Is Mayor Dickens’ housing policy built on a strong foundation?

Workforce housing atop a city fire station. Repurposing of COVID-19 shipping containers for rapid housing of unhoused people downtown. Creation of a European-style nonprofit to spur redevelopment on public land.
During a national housing shortage and affordability crisis, it seems every idea has been on the table as Mayor Andre Dickens tries to deliver on a promise of creating or preserving 20,000 affordable housing units over two terms.
Courtney English, the mayor’s chief of staff, said in less than four years the city had come close to building or developing 12,000 units, meaning the mayor is well on track to reach his goal if, as expected, he wins a second term. He is up for reelection Nov. 4, and is likely to defeat three challengers who are all outgunned in both money and name recognition.

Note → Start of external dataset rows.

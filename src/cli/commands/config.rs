//! tierkv config - Show the effective configuration

use clap::Args;
use serde::Serialize;

use crate::app::AppContext;
use crate::cli::output;
use crate::config::Config;
use crate::error::{Result, StoreError};

#[derive(Args, Debug)]
pub struct ConfigArgs {
    /// Print only the resolved file locations
    #[arg(long)]
    pub paths: bool,
}

#[derive(Serialize)]
struct ConfigPaths {
    data_dir: String,
    #[serde(skip_serializing_if = "Option::is_none")]
    config_file: Option<String>,
}

#[derive(Serialize)]
struct ConfigView<'a> {
    #[serde(flatten)]
    paths: ConfigPaths,
    config: &'a Config,
}

pub fn run(ctx: &AppContext, args: &ConfigArgs) -> Result<()> {
    let paths = ConfigPaths {
        data_dir: ctx.data_dir.display().to_string(),
        config_file: ctx.config_path.as_ref().map(|p| p.display().to_string()),
    };

    if args.paths {
        return output::emit(ctx.robot_mode, &paths, |p| {
            let mut layout = output::HumanLayout::new();
            layout.kv("data dir", &p.data_dir);
            layout.kv("config file", p.config_file.as_deref().unwrap_or("(defaults)"));
            layout
        });
    }

    if ctx.robot_mode {
        let view = ConfigView {
            paths,
            config: &ctx.config,
        };
        return output::emit_json(&output::robot_ok(&view));
    }

    let text = toml::to_string_pretty(&ctx.config).map_err(|e| StoreError::Config(e.to_string()))?;
    println!("{text}");
    Ok(())
}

Often seen around town in a hard hat and shoveling dirt at groundbreakings, or clutching oversized scissors at ribbon cuttings, Dickens is fond of calling housing his “love language.” His reach extends beyond Atlanta, as his office fields calls from officials across the country wanting to know how he does it.
“We have been super successful in using public land for affordable housing development,” English said. “We’ve made the largest investment in the city of Atlanta’s history in homelessness.”

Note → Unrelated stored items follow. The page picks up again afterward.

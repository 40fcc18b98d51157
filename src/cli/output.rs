use chrono::{DateTime, Utc};
use console::style;
use serde::Serialize;

use crate::error::{ErrorCode, Result, StoreError, StructuredError};

#[derive(Serialize)]
pub struct RobotResponse<T> {
    pub status: RobotStatus,
    pub timestamp: DateTime<Utc>,
    pub version: String,
    pub data: T,
    #[serde(skip_serializing_if = "Vec::is_empty")]
    pub warnings: Vec<String>,
}

#[derive(Serialize)]
#[serde(rename_all = "snake_case")]
pub enum RobotStatus {
    Ok,
    /// Rich error with structured information
    #[serde(rename = "error")]
    StructuredError {
        /// Error code enum value (e.g., "QUOTA_EXCEEDED")
        code: ErrorCode,
        /// Numeric error code (e.g., 103)
        numeric_code: u16,
        message: String,
        /// Actionable suggestion for recovery
        suggestion: String,
        #[serde(skip_serializing_if = "Option::is_none")]
        context: Option<serde_json::Value>,
        recoverable: bool,
        category: String,
    },
}

impl From<StructuredError> for RobotStatus {
    fn from(err: StructuredError) -> Self {
        Self::StructuredError {
            code: err.code,
            numeric_code: err.numeric_code,
            message: err.message,
            suggestion: err.suggestion,
            context: err.context,
            recoverable: err.recoverable,
            category: err.category,
        }
    }
}

pub fn robot_ok<T: Serialize>(data: T) -> RobotResponse<T> {
    RobotResponse {
        status: RobotStatus::Ok,
        timestamp: Utc::now(),
        version: env!("CARGO_PKG_VERSION").to_string(),
        data,
        warnings: Vec::new(),
    }
}

/// Robot response carrying the error's code, suggestion and context.
pub fn robot_error_structured(err: &StoreError) -> RobotResponse<serde_json::Value> {
    RobotResponse {
        status: err.to_structured().into(),
        timestamp: Utc::now(),
        version: env!("CARGO_PKG_VERSION").to_string(),
        data: serde_json::Value::Null,
        warnings: Vec::new(),
    }
}

pub fn emit_json<T: Serialize>(value: &T) -> Result<()> {
    let payload = serde_json::to_string_pretty(value)?;
    println!("{payload}");
    Ok(())
}

/// Robot mode wraps `data` in a [`RobotResponse`]; human mode prints the
/// layout built from it.
pub fn emit<T: Serialize>(robot: bool, data: &T, human: impl FnOnce(&T) -> HumanLayout) -> Result<()> {
    if robot {
        return emit_json(&robot_ok(data));
    }
    emit_human(human(data));
    Ok(())
}

pub struct HumanLayout {
    lines: Vec<String>,
    key_width: usize,
}

impl Default for HumanLayout {
    fn default() -> Self {
        Self::new()
    }
}

impl HumanLayout {
    #[must_use]
    pub const fn new() -> Self {
        Self {
            lines: Vec::new(),
            key_width: 16,
        }
    }

    pub fn title(&mut self, text: &str) -> &mut Self {
        self.lines.push(style(text).bold().to_string());
        self.lines.push(String::new());
        self
    }

    pub fn section(&mut self, text: &str) -> &mut Self {
        self.lines.push(style(text).bold().to_string());
        self.lines.push("-".repeat(text.len().max(3)));
        self
    }

    pub fn kv(&mut self, key: &str, value: &str) -> &mut Self {
        let padded = format!("{key:width$}", width = self.key_width);
        self.lines.push(format!("{} {value}", style(padded).dim()));
        self
    }

    pub fn bullet(&mut self, text: &str) -> &mut Self {
        self.lines.push(format!("- {text}"));
        self
    }

    pub fn status(&mut self, ok: bool, text: &str) -> &mut Self {
        let mark = if ok {
            style("ok").green()
        } else {
            style("!!").red()
        };
        self.lines.push(format!("[{mark}] {text}"));
        self
    }

    pub fn blank(&mut self) -> &mut Self {
        self.lines.push(String::new());
        self
    }

    pub fn push_line(&mut self, line: impl Into<String>) -> &mut Self {
        self.lines.push(line.into());
        self
    }

    #[must_use]
    pub fn build(self) -> String {
        self.lines.join("\n")
    }
}

pub fn emit_human(layout: HumanLayout) {
    println!("{}", layout.build());
}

National media and universities have homed in on Atlanta’s housing model and its innovations have become an example for other cities to follow. Amid the plaudits, however, some housing experts and advocates argue the mayor must do more to address the city’s housing crisis.
Compared with Dickens’ predecessor, Democrat Keisha Lance Bottoms, there was about a 20% to 40% increase in affordable housing development, with the city producing, on average, 3,200 units a year, according to housing expert and author Dan Immergluck, professor emeritus at Georgia State University, who looked at housing data from both administrations.
Even with that uptick the mayor’s wins are “overhyped,” Immergluck said. He believes the goal of creating or preserving 20,000 units means the city is not producing enough housing to even run in place.
“I’ve been increasingly a little bit disappointed, especially on some big issues,” said Immergluck, who was on Dickens’ transition team after his 2021 election win.
Immergluck said there was a scarcity of units for very low-income households — the people most at risk of eviction or becoming homeless. He noted a reliance on federal rather than local dollars for housing, and a meager investment in the city’s Housing Trust Fund for deeply affordable housing developments.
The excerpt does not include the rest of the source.